Part of the problem is, perhaps, that some elements of social care are still to firmly rooted in the medical model of care. Clinical detachment in the health professions serves a purpose, it helps to insulate health professionals from the trauma of getting to attached to people likely to suffer great pain or die, it prevents the psychological transference of distress from those suffering to the professional who, for their own sanity, must remain outside the constant bombardment of anguish and agony not only from the patients but their traumatised families.

Yet can this clinical detachment work in social care? No, for many different reasons. Firstly the clue is in the name SOCIAL Care, social care is not the same as health care, that is the responsibility of the health professionals, social care is about supporting people in their everyday lives, helping them maintain connection with the wider world or, if that is not possible, ensuring that they are able to live as full and active life as possible in their individual circumstances.

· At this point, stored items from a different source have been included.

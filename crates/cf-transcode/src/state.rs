//! Desired output state handed to a pipeline builder.
//!
//! - [`FrameState`] -- what the output video should look like.
//! - [`FfmpegState`] -- global encode parameters (acceleration, seek, container).
//! - [`AudioState`] -- what the output audio should look like.
//! - [`WatermarkState`] -- placement and appearance of an overlay image.

use serde::{Deserialize, Serialize};
use std::time::Duration;

use crate::format::{
    AudioFormat, FrameSize, HardwareAccelerationMode, OutputFormatKind, PixelFormat, VideoFormat,
};
use crate::timecode::duration_secs;

// ---------------------------------------------------------------------------
// FrameState
// ---------------------------------------------------------------------------

/// Desired output video characteristics.
#[derive(Debug, Clone, PartialEq, Serialize, Deserialize)]
pub struct FrameState {
    pub video_format: VideoFormat,
    #[serde(default)]
    pub video_profile: Option<String>,
    #[serde(default)]
    pub pixel_format: Option<PixelFormat>,
    /// Frame size after scaling, before padding.
    pub scaled_size: FrameSize,
    /// Final frame size; `None` means no padding.
    #[serde(default)]
    pub padded_size: Option<FrameSize>,
    #[serde(default)]
    pub cropped_size: Option<FrameSize>,
    /// Keep the source's non-square pixels instead of stretching them square.
    #[serde(default)]
    pub is_anamorphic: bool,
    #[serde(default)]
    pub deinterlaced: bool,
    #[serde(default)]
    pub frame_rate: Option<u32>,
    /// Kilobits per second.
    #[serde(default)]
    pub video_bitrate: Option<u32>,
    /// Kilobits.
    #[serde(default)]
    pub video_buffer_size: Option<u32>,
    #[serde(default)]
    pub video_track_timescale: Option<u32>,
    /// Read input at native speed.
    #[serde(default)]
    pub realtime: bool,
    #[serde(default)]
    pub infinite_loop: bool,
    #[serde(default)]
    pub allow_b_frames: bool,
}

impl FrameState {
    /// A desired state that keeps `size` and encodes to `video_format`.
    pub fn new(video_format: VideoFormat, scaled_size: FrameSize) -> Self {
        Self {
            video_format,
            video_profile: None,
            pixel_format: None,
            scaled_size,
            padded_size: None,
            cropped_size: None,
            is_anamorphic: false,
            deinterlaced: false,
            frame_rate: None,
            video_bitrate: None,
            video_buffer_size: None,
            video_track_timescale: None,
            realtime: false,
            infinite_loop: false,
            allow_b_frames: false,
        }
    }

    /// The frame size after padding (or after scaling, when no pad applies).
    pub fn final_size(&self) -> FrameSize {
        self.padded_size.unwrap_or(self.scaled_size)
    }
}

// ---------------------------------------------------------------------------
// FfmpegState
// ---------------------------------------------------------------------------

/// Desired global encode parameters.
#[derive(Debug, Clone, Default, PartialEq, Serialize, Deserialize)]
#[serde(default)]
pub struct FfmpegState {
    pub decoder_hardware_acceleration: HardwareAccelerationMode,
    pub encoder_hardware_acceleration: HardwareAccelerationMode,
    pub vaapi_driver: Option<String>,
    pub vaapi_device: Option<String>,
    pub qsv_device: Option<String>,
    #[serde(with = "duration_secs")]
    pub start: Option<Duration>,
    #[serde(with = "duration_secs")]
    pub finish: Option<Duration>,
    pub do_not_map_metadata: bool,
    pub metadata_service_provider: Option<String>,
    pub metadata_service_name: Option<String>,
    pub metadata_audio_language: Option<String>,
    pub metadata_subtitle_language: Option<String>,
    pub metadata_subtitle_title: Option<String>,
    pub output_format: OutputFormatKind,
    pub hls_playlist_path: Option<String>,
    pub hls_segment_template: Option<String>,
    pub hls_segment_seconds: Option<u32>,
    /// Output timestamp offset, in units of the video track timescale.
    pub pts_offset: i64,
    pub thread_count: Option<u32>,
    /// Realign audio timestamps to zero at the start of the output.
    pub audio_realign: bool,
}

impl FfmpegState {
    /// Start offset, when it is strictly positive.
    pub fn seek(&self) -> Option<Duration> {
        self.start.filter(|s| !s.is_zero())
    }

    /// State for remuxing a concat playlist for `channel_name`.
    pub fn concat(channel_name: impl Into<String>, service_provider: impl Into<String>) -> Self {
        Self {
            do_not_map_metadata: true,
            metadata_service_provider: Some(service_provider.into()),
            metadata_service_name: Some(channel_name.into()),
            ..Self::default()
        }
    }
}

// ---------------------------------------------------------------------------
// AudioState
// ---------------------------------------------------------------------------

/// Loudness normalization filter for the output audio.
#[derive(Debug, Clone, Copy, Default, PartialEq, Eq, Serialize, Deserialize)]
#[serde(rename_all = "lowercase")]
pub enum AudioNormalization {
    #[default]
    None,
    LoudNorm,
    DynAudNorm,
}

/// Desired output audio characteristics.
#[derive(Debug, Clone, Default, PartialEq, Serialize, Deserialize)]
#[serde(default)]
pub struct AudioState {
    pub audio_format: Option<AudioFormat>,
    pub audio_channels: Option<u32>,
    /// Kilobits per second.
    pub audio_bitrate: Option<u32>,
    /// Kilobits.
    pub audio_buffer_size: Option<u32>,
    /// Hertz.
    pub audio_sample_rate: Option<u32>,
    /// Pad the audio with silence up to this duration.
    #[serde(with = "duration_secs")]
    pub audio_duration: Option<Duration>,
    pub normalize_loudness: AudioNormalization,
}

impl AudioState {
    pub fn copy() -> Self {
        Self {
            audio_format: Some(AudioFormat::Copy),
            ..Self::default()
        }
    }
}

// ---------------------------------------------------------------------------
// Watermark / subtitles
// ---------------------------------------------------------------------------

/// Corner (or center) a watermark is anchored to.
#[derive(Debug, Clone, Copy, Default, PartialEq, Eq, Serialize, Deserialize)]
#[serde(rename_all = "snake_case")]
pub enum WatermarkLocation {
    TopLeft,
    TopRight,
    BottomLeft,
    #[default]
    BottomRight,
    Center,
}

/// How the watermark image is sized.
#[derive(Debug, Clone, Copy, Default, PartialEq, Eq, Serialize, Deserialize)]
#[serde(rename_all = "lowercase")]
pub enum WatermarkSize {
    #[default]
    Actual,
    /// Scaled to `width_percent` of the output width.
    Scaled,
}

/// A fade of the watermark in or out.
#[derive(Debug, Clone, PartialEq, Serialize, Deserialize)]
pub struct FadePoint {
    pub fade_in: bool,
    /// Seconds from the start of the output.
    pub start: f64,
    pub duration: f64,
}

/// Placement and appearance of a watermark overlay.
#[derive(Debug, Clone, PartialEq, Serialize, Deserialize)]
#[serde(default)]
pub struct WatermarkState {
    pub location: WatermarkLocation,
    pub size: WatermarkSize,
    pub width_percent: f64,
    pub horizontal_margin_percent: f64,
    pub vertical_margin_percent: f64,
    /// 0..=100
    pub opacity: u32,
    pub fade_points: Vec<FadePoint>,
}

impl Default for WatermarkState {
    fn default() -> Self {
        Self {
            location: WatermarkLocation::BottomRight,
            size: WatermarkSize::Actual,
            width_percent: 15.0,
            horizontal_margin_percent: 5.0,
            vertical_margin_percent: 5.0,
            opacity: 100,
            fade_points: Vec::new(),
        }
    }
}

/// What to do with a selected subtitle stream.
#[derive(Debug, Clone, Copy, Default, PartialEq, Eq, Serialize, Deserialize)]
#[serde(rename_all = "lowercase")]
pub enum SubtitleMethod {
    /// Render into the video frames.
    #[default]
    Burn,
    /// Pass the stream through.
    Copy,
    /// Re-encode image subtitles as dvdsub.
    Convert,
}

#[cfg(test)]
mod tests {
    use super::*;

    #[test]
    fn final_size_prefers_padding() {
        let mut state = FrameState::new(VideoFormat::H264, FrameSize::new(1920, 800));
        assert_eq!(state.final_size(), FrameSize::new(1920, 800));
        state.padded_size = Some(FrameSize::new(1920, 1080));
        assert_eq!(state.final_size(), FrameSize::new(1920, 1080));
    }

    #[test]
    fn seek_ignores_zero_start() {
        let mut state = FfmpegState::default();
        assert_eq!(state.seek(), None);
        state.start = Some(Duration::ZERO);
        assert_eq!(state.seek(), None);
        state.start = Some(Duration::from_secs(1));
        assert_eq!(state.seek(), Some(Duration::from_secs(1)));
    }

    #[test]
    fn ffmpeg_state_from_json() {
        let json = r#"{
            "encoder_hardware_acceleration": "vaapi",
            "start": 12.5,
            "output_format": "mp4",
            "metadata_service_name": "Retro TV"
        }"#;
        let state: FfmpegState = serde_json::from_str(json).unwrap();
        assert_eq!(state.encoder_hardware_acceleration, HardwareAccelerationMode::Vaapi);
        assert_eq!(state.decoder_hardware_acceleration, HardwareAccelerationMode::None);
        assert_eq!(state.start, Some(Duration::from_millis(12_500)));
        assert_eq!(state.output_format, OutputFormatKind::Mp4);
        assert_eq!(state.metadata_service_name.as_deref(), Some("Retro TV"));
    }

    #[test]
    fn frame_state_from_json_defaults() {
        let json = r#"{"video_format": "hevc", "scaled_size": {"width": 1280, "height": 720}}"#;
        let state: FrameState = serde_json::from_str(json).unwrap();
        assert_eq!(state.video_format, VideoFormat::Hevc);
        assert!(!state.deinterlaced);
        assert!(!state.allow_b_frames);
        assert_eq!(state.padded_size, None);
    }

    #[test]
    fn concat_state_sets_metadata() {
        let state = FfmpegState::concat("Some Channel", "castforge");
        assert!(state.do_not_map_metadata);
        assert_eq!(state.metadata_service_provider.as_deref(), Some("castforge"));
        assert_eq!(state.metadata_service_name.as_deref(), Some("Some Channel"));
    }
}
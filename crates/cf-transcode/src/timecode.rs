//! Locale-independent rendering of times and decimals for ffmpeg arguments.

use std::time::Duration;

/// Render `d` as `HH:MM:SS`, with a `.fff` suffix when it has a sub-second part.
pub fn format_timestamp(d: Duration) -> String {
    let total = d.as_secs();
    let hours = total / 3600;
    let minutes = (total / 60) % 60;
    let seconds = total % 60;
    let millis = d.subsec_millis();

    if millis == 0 {
        format!("{hours:02}:{minutes:02}:{seconds:02}")
    } else {
        format!("{hours:02}:{minutes:02}:{seconds:02}.{millis:03}")
    }
}

/// Render `d` in milliseconds with as many decimals as needed (`1000.1`).
pub fn format_millis(d: Duration) -> String {
    let nanos = d.as_nanos();
    let whole = nanos / 1_000_000;
    let frac = nanos % 1_000_000;
    if frac == 0 {
        return whole.to_string();
    }

    let digits = format!("{frac:06}");
    format!("{whole}.{}", digits.trim_end_matches('0'))
}

/// Render a decimal with at least one fractional digit (`1.0`, `1.05`).
pub fn format_decimal(value: f64) -> String {
    let s = value.to_string();
    if s.contains('.') || s.contains('e') || !value.is_finite() {
        s
    } else {
        format!("{s}.0")
    }
}

/// Serde helpers to (de)serialize `Option<Duration>` as fractional seconds.
pub mod duration_secs {
    use serde::{Deserialize, Deserializer, Serializer};
    use std::time::Duration;

    pub fn serialize<S>(duration: &Option<Duration>, serializer: S) -> Result<S::Ok, S::Error>
    where
        S: Serializer,
    {
        match duration {
            Some(d) => serializer.serialize_f64(d.as_secs_f64()),
            None => serializer.serialize_none(),
        }
    }

    pub fn deserialize<'de, D>(deserializer: D) -> Result<Option<Duration>, D::Error>
    where
        D: Deserializer<'de>,
    {
        let secs = Option::<f64>::deserialize(deserializer)?;
        secs.map(|s| Duration::try_from_secs_f64(s).map_err(serde::de::Error::custom))
            .transpose()
    }
}

#[cfg(test)]
mod tests {
    use super::*;

    #[test]
    fn timestamp_whole_seconds() {
        assert_eq!(format_timestamp(Duration::from_secs(1)), "00:00:01");
        assert_eq!(format_timestamp(Duration::from_secs(3723)), "01:02:03");
    }

    #[test]
    fn timestamp_with_millis() {
        assert_eq!(format_timestamp(Duration::from_millis(1500)), "00:00:01.500");
    }

    #[test]
    fn millis_keep_fraction_with_a_dot() {
        assert_eq!(format_millis(Duration::from_micros(1_000_100)), "1000.1");
        assert_eq!(format_millis(Duration::from_secs(54 * 60)), "3240000");
    }

    #[test]
    fn decimals_always_have_a_fraction() {
        assert_eq!(format_decimal(1.0), "1.0");
        assert_eq!(format_decimal(1.05), "1.05");
        assert_eq!(format_decimal(0.5), "0.5");
    }

    #[derive(serde::Serialize, serde::Deserialize)]
    struct Wrapper {
        #[serde(default, with = "duration_secs")]
        start: Option<Duration>,
    }

    #[test]
    fn duration_secs_roundtrip_and_reject_negative() {
        let w: Wrapper = serde_json::from_str(r#"{"start": 1.5}"#).unwrap();
        assert_eq!(w.start, Some(Duration::from_millis(1500)));

        let w: Wrapper = serde_json::from_str("{}").unwrap();
        assert_eq!(w.start, None);

        assert!(serde_json::from_str::<Wrapper>(r#"{"start": -1}"#).is_err());
        assert_eq!(
            serde_json::to_string(&Wrapper { start: Some(Duration::from_secs(2)) }).unwrap(),
            r#"{"start":2.0}"#
        );
    }
}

We are, by nature, social creatures and while the degree that socialisation is needed by individuals vary, quality social contact still forms an important part of our lives. How can we know what level of social relationship individuals need unless we make the effort to establish a significant relationship to find out?

Personalisation is the social care buzzword at present and it is a goal that we should strive to achieve but how can we provide personalisation through clinical detachment? We need to build relationships with care users to understand their personal needs but more importantly to provide them with the type of social relationship that is cornerstone of being human.